Tuesday 06 June 2023

'Library of Things' aims to get islanders to borrow not buy

Tuesday 06 June 2023

There are hopes that Jersey could get it's very own 'Library of Things' – an initiative which aims to reduce waste and increase affordability by encouraging people to borrow rather than buy items they only need occasionally.

Following a visit to the 'Borrow Don't Buy' Library of Things in Plymouth, Grouville Repair Café founder Jennifer Bridge said that she planned "to research if there is an appetite for this in Jersey".

The Plymouth Library of Things – which boasts over 700 'things' – describes itself as "like a normal library, but with things instead of books!"

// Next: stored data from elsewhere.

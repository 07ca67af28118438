use std::sync::Arc;
use std::time::Duration;

use innkeep_agent::attachments::TransportHostedAttachments;
use innkeep_agent::llm::client_from_config;
use innkeep_agent::locks::ConversationLocks;
use innkeep_agent::{
    AgentRuntime, AgentServices, DeliveryDispatcher, RetryPolicy, SystemClock,
    TracingBookingEventSink,
};
use innkeep_core::audit::TracingAuditSink;
use innkeep_core::config::{AppConfig, ConfigError, LoadOptions};
use innkeep_db::repositories::{
    SqlBookingRepository, SqlConversationEventRepository, SqlDeliveryLogRepository,
    SqlPropertyRepository,
};
use innkeep_db::{connect_with_config, migrations, ConversationStore, DbPool};
use thiserror::Error;
use tracing::info;

use crate::transport::transport_from_config;

pub struct Application {
    pub config: AppConfig,
    pub db_pool: DbPool,
    pub runtime: Arc<AgentRuntime>,
}

#[derive(Debug, Error)]
pub enum BootstrapError {
    #[error(transparent)]
    Config(#[from] ConfigError),
    #[error("database connection failed: {0}")]
    DatabaseConnect(#[source] sqlx::Error),
    #[error("database migration failed: {0}")]
    Migration(#[source] sqlx::migrate::MigrateError),
    #[error("delivery transport could not be built: {0}")]
    Transport(#[source] reqwest::Error),
}

pub async fn bootstrap(options: LoadOptions) -> Result<Application, BootstrapError> {
    let config = AppConfig::load(options)?;
    bootstrap_with_config(config).await
}

pub async fn bootstrap_with_config(config: AppConfig) -> Result<Application, BootstrapError> {
    info!(
        event_name = "system.bootstrap.start",
        correlation_id = "bootstrap",
        "starting application bootstrap"
    );

    let db_pool =
        connect_with_config(&config.database).await.map_err(BootstrapError::DatabaseConnect)?;
    info!(
        event_name = "system.bootstrap.database_connected",
        correlation_id = "bootstrap",
        "database connection established"
    );

    migrations::run_pending(&db_pool).await.map_err(BootstrapError::Migration)?;
    info!(
        event_name = "system.bootstrap.migrations_applied",
        correlation_id = "bootstrap",
        "database migrations applied"
    );

    let transport = transport_from_config(&config.delivery).map_err(BootstrapError::Transport)?;
    let services = AgentServices {
        store: ConversationStore::new(Arc::new(SqlConversationEventRepository::new(
            db_pool.clone(),
        ))),
        properties: Arc::new(SqlPropertyRepository::new(db_pool.clone())),
        bookings: Arc::new(SqlBookingRepository::new(db_pool.clone())),
        dispatcher: DeliveryDispatcher::new(
            transport,
            Arc::new(SqlDeliveryLogRepository::new(db_pool.clone())),
            RetryPolicy::from_config(&config.delivery),
        ),
        attachments: Arc::new(TransportHostedAttachments),
        locks: ConversationLocks::default(),
        audit: Arc::new(TracingAuditSink),
        clock: Arc::new(SystemClock),
    };

    let runtime = AgentRuntime::new(
        services,
        client_from_config(&config.llm),
        Duration::from_secs(config.llm.timeout_secs.max(1)),
        Arc::new(TracingBookingEventSink),
    );
    info!(
        event_name = "system.bootstrap.runtime_ready",
        correlation_id = "bootstrap",
        llm_provider = config.llm.provider.as_str(),
        webhook_delivery = config.delivery.webhook_url.is_some(),
        "agent runtime initialized"
    );

    Ok(Application { config, db_pool, runtime: Arc::new(runtime) })
}

#[cfg(test)]
mod tests {
    use innkeep_core::config::{ConfigOverrides, LoadOptions};
    use innkeep_core::domain::conversation::{ConversationKey, Phase};
    use innkeep_core::domain::message::InboundMessage;
    use innkeep_db::fixtures::{DemoSeedDataset, DEMO_PROPERTY_ID};
    use innkeep_db::repositories::SqlPropertyRepository;

    use crate::bootstrap::bootstrap;

    fn options(database_url: &str) -> LoadOptions {
        LoadOptions {
            overrides: ConfigOverrides {
                database_url: Some(database_url.to_string()),
                ..ConfigOverrides::default()
            },
            ..LoadOptions::default()
        }
    }

    #[tokio::test]
    async fn bootstrap_rejects_non_sqlite_database_urls() {
        let result = bootstrap(options("postgres://localhost/innkeep")).await;

        let message = result.err().expect("error").to_string();
        assert!(message.contains("database.url"));
    }

    #[tokio::test]
    async fn bootstrapped_runtime_answers_a_guest_from_sqlite() {
        let app = bootstrap(options("sqlite::memory:")).await.expect("bootstrap succeeds");

        let (table_count,): (i64,) = sqlx::query_as(
            "SELECT COUNT(*) FROM sqlite_master WHERE type = 'table' \
             AND name IN ('property', 'conversation_event', 'booking_record', 'delivery_log')",
        )
        .fetch_one(&app.db_pool)
        .await
        .expect("schema query");
        assert_eq!(table_count, 4);

        DemoSeedDataset::load(&SqlPropertyRepository::new(app.db_pool.clone()))
            .await
            .expect("seed demo property");

        let key = ConversationKey::new("guest-1", DEMO_PROPERTY_ID);
        let report = app
            .runtime
            .handle_message(InboundMessage::text(key.clone(), "m-1", "Hello!"))
            .await
            .expect("turn succeeds");
        assert_eq!(report.phase, Phase::Inquiry);
        assert!(!report.replies.is_empty());

        let snapshot = app.runtime.snapshot(&key).await.expect("snapshot");
        assert_eq!(snapshot, report.context);

        app.db_pool.close().await;
    }
}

The website explains: "Perhaps you’re doing some DIY and need a drill? Having friends over and want a projector to watch a film on? Fancy a spot of camping and need equipment? These are just a few of the things you can find at Borrow Don’t Buy!"

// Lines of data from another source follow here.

//! Conversation context store: the event log is the only thing persisted, and every snapshot
//! is a fold over the full log for its key.

use std::sync::Arc;

use innkeep_core::domain::conversation::{ConversationContext, ConversationKey};
use innkeep_core::domain::event::ConversationEvent;
use innkeep_core::errors::ApplicationError;

use crate::repositories::{ConversationEventRepository, RepositoryError};

#[derive(Clone, Debug, PartialEq, Eq)]
pub struct StoredTurn {
    pub context: ConversationContext,
    pub appended: usize,
    pub conflicted: bool,
}

#[derive(Clone)]
pub struct ConversationStore {
    events: Arc<dyn ConversationEventRepository>,
}

impl ConversationStore {
    pub fn new(events: Arc<dyn ConversationEventRepository>) -> Self {
        Self { events }
    }

    pub async fn snapshot(
        &self,
        key: &ConversationKey,
    ) -> Result<ConversationContext, ApplicationError> {
        let events = self.events(key).await?;
        Ok(ConversationContext::fold(key.clone(), &events))
    }

    pub async fn events(
        &self,
        key: &ConversationKey,
    ) -> Result<Vec<ConversationEvent>, ApplicationError> {
        self.events.list_for_key(key).await.map_err(storage_unavailable)
    }

    pub async fn contains_message(
        &self,
        key: &ConversationKey,
        message_id: &str,
    ) -> Result<bool, ApplicationError> {
        self.events.contains_message(key, message_id).await.map_err(storage_unavailable)
    }

    /// Durably appends a turn's events on top of `snapshot`. When the log moved underneath
    /// the caller the append still lands and the returned context is refolded from storage.
    pub async fn append(
        &self,
        snapshot: &ConversationContext,
        events: Vec<ConversationEvent>,
    ) -> Result<StoredTurn, ApplicationError> {
        if events.is_empty() {
            return Ok(StoredTurn { context: snapshot.clone(), appended: 0, conflicted: false });
        }

        let key = &snapshot.key;
        let outcome = self
            .events
            .append(key, snapshot.event_count, &events)
            .await
            .map_err(storage_unavailable)?;

        if outcome.conflicted {
            tracing::warn!(
                event_name = "conversation.append.conflict",
                guest_id = %key.guest_id.0,
                property_id = %key.property_id.0,
                expected_count = snapshot.event_count,
                actual_count = outcome.prior_count,
                "conversation log advanced concurrently; last committed write wins"
            );
        }

        let context = if outcome.conflicted || outcome.appended != events.len() {
            self.snapshot(key).await?
        } else {
            let mut context = snapshot.clone();
            for event in &events {
                context.apply(event);
            }
            context
        };

        tracing::debug!(
            event_name = "conversation.events.appended",
            guest_id = %key.guest_id.0,
            property_id = %key.property_id.0,
            appended = outcome.appended,
            event_count = context.event_count,
            "conversation events appended"
        );

        Ok(StoredTurn { context, appended: outcome.appended, conflicted: outcome.conflicted })
    }
}

fn storage_unavailable(error: RepositoryError) -> ApplicationError {
    ApplicationError::StorageUnavailable(error.to_string())
}

#[cfg(test)]
mod tests {
    use std::sync::Arc;

    use chrono::{NaiveDate, Utc};

    use innkeep_core::domain::conversation::{ConversationKey, DateRange};
    use innkeep_core::domain::event::{Actor, EventBatch, EventKind};

    use super::ConversationStore;
    use crate::repositories::InMemoryConversationEventRepository;

    fn range(from: u32, to: u32) -> DateRange {
        DateRange::new(
            NaiveDate::from_ymd_opt(2025, 11, from).expect("valid date"),
            NaiveDate::from_ymd_opt(2025, 11, to).expect("valid date"),
        )
        .expect("valid range")
    }

    #[tokio::test]
    async fn snapshot_is_a_fold_of_everything_appended() {
        let store = ConversationStore::new(Arc::new(InMemoryConversationEventRepository::default()));
        let key = ConversationKey::new("guest-1", "prop-1");

        let empty = store.snapshot(&key).await.expect("empty snapshot");
        let mut batch = EventBatch::new(key.clone(), "m-1", Actor::Guest, Utc::now());
        batch.push(EventKind::DatesExtracted { range: range(24, 30) });
        let stored = store.append(&empty, batch.into_events()).await.expect("append");

        assert_eq!(stored.appended, 1);
        assert!(!stored.conflicted);
        assert_eq!(stored.context, store.snapshot(&key).await.expect("reloaded"));
        assert_eq!(stored.context.nights_count(), Some(6));
    }

    #[tokio::test]
    async fn stale_snapshot_append_is_flagged_and_refolded() {
        let store = ConversationStore::new(Arc::new(InMemoryConversationEventRepository::default()));
        let key = ConversationKey::new("guest-1", "prop-1");
        let stale = store.snapshot(&key).await.expect("snapshot");

        let mut first = EventBatch::new(key.clone(), "m-1", Actor::Guest, Utc::now());
        first.push(EventKind::DatesExtracted { range: range(24, 30) });
        store.append(&stale, first.into_events()).await.expect("first append");

        let mut second = EventBatch::new(key.clone(), "m-2", Actor::Guest, Utc::now());
        second.push(EventKind::DatesExtracted { range: range(24, 26) });
        let stored = store.append(&stale, second.into_events()).await.expect("second append");

        assert!(stored.conflicted);
        assert_eq!(stored.context.event_count, 2);
        assert_eq!(stored.context.nights_count(), Some(2));
    }
}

Jennifer said: "I am now going to research if there is an appetite for this in Jersey. This could be ideal for those living in apartments in town with very limited storage."

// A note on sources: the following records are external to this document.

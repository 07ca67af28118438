use rust_decimal::Decimal;
use serde::Serialize;

use innkeep_core::domain::property::{PaymentMethod, Property, PropertyId};

use crate::repositories::{PropertyRepository, RepositoryError};

pub const DEMO_PROPERTY_ID: &str = "prop-lakeview";
pub const DEMO_APPROVER_ID: &str = "host-lakeview";

/// Demo listing used by `innkeep seed` and the transcript simulator.
pub fn demo_property() -> Property {
    Property {
        id: PropertyId(DEMO_PROPERTY_ID.to_string()),
        name: "Lakeview Cottage".to_string(),
        location: "Mall Road, Murree".to_string(),
        nightly_rate: Decimal::new(100, 0),
        currency: "USD".to_string(),
        max_guests: 4,
        check_in_time: "14:00".to_string(),
        check_out_time: "11:00".to_string(),
        amenities: vec![
            "wifi".to_string(),
            "parking".to_string(),
            "fireplace".to_string(),
            "lake view terrace".to_string(),
        ],
        approver_id: DEMO_APPROVER_ID.to_string(),
        payment_methods: vec![
            PaymentMethod {
                bank_name: "JazzCash".to_string(),
                account_name: "Lakeview Stays".to_string(),
                account_number: "0300-1234567".to_string(),
                instructions: Some("Use your booking dates as the payment note.".to_string()),
            },
            PaymentMethod {
                bank_name: "Meezan Bank".to_string(),
                account_name: "Lakeview Stays".to_string(),
                account_number: "PK36MEZN0001234567890".to_string(),
                instructions: None,
            },
        ],
    }
}

#[derive(Clone, Debug, PartialEq, Eq, Serialize)]
pub struct SeedResult {
    pub property_ids: Vec<String>,
    pub payment_method_count: usize,
}

#[derive(Clone, Debug, PartialEq, Eq, Serialize)]
pub struct VerificationResult {
    pub passed: bool,
    pub issues: Vec<String>,
}

pub struct DemoSeedDataset;

impl DemoSeedDataset {
    /// Idempotent: saving the same listing again only refreshes it.
    pub async fn load(
        properties: &dyn PropertyRepository,
    ) -> Result<SeedResult, RepositoryError> {
        let property = demo_property();
        let result = SeedResult {
            property_ids: vec![property.id.0.clone()],
            payment_method_count: property.payment_methods.len(),
        };
        properties.save(property).await?;
        Ok(result)
    }

    pub async fn verify(
        properties: &dyn PropertyRepository,
    ) -> Result<VerificationResult, RepositoryError> {
        let expected = demo_property();
        let mut issues = Vec::new();

        match properties.find_by_id(&expected.id).await? {
            None => issues.push(format!("property `{}` is missing", expected.id)),
            Some(stored) => {
                if stored.payment_methods.is_empty() {
                    issues.push(format!("property `{}` has no payment methods", stored.id));
                }
                if stored.approver_id.trim().is_empty() {
                    issues.push(format!("property `{}` has no approver", stored.id));
                }
                if stored.nightly_rate <= Decimal::ZERO {
                    issues.push(format!("property `{}` has a non-positive rate", stored.id));
                }
            }
        }

        Ok(VerificationResult { passed: issues.is_empty(), issues })
    }
}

Jennifer, a former St. Helier Deputy, explained that a Jersey Library of Things would focus on "inclusivity".

She said: "I would like it up be in St. Helier to service the needs particularly of people in flats and those without transport. The key point being inclusivity."

Going forward, Jennifer said that she is hoping to meet with a number of organisations who could help make the Jersey Library of Things a reality – including Jersey Development Company, the Parish of St Helier, Andium, Jersey Library and others.

She explained: "I will be pulling ideas together over the coming months and arranging meetings. Ideally, I’d like to partner with an organisation such as Acorn as they have the skills to check electrical items which would be a key component before lending them out."

"I learnt a fun fact today from Simon Finch – the average drill is used for 13 minutes in its lifetime!" added Jennifer.

Commenting on Twitter, St Helier South Deputy Sam Mézec praised the Library of Things as "really good idea".

"This is something I would like to see in town," the Reform Jersey leader added. "Lots of people living in flats without much storage, or money to buy items that they only need for a very rare odd job."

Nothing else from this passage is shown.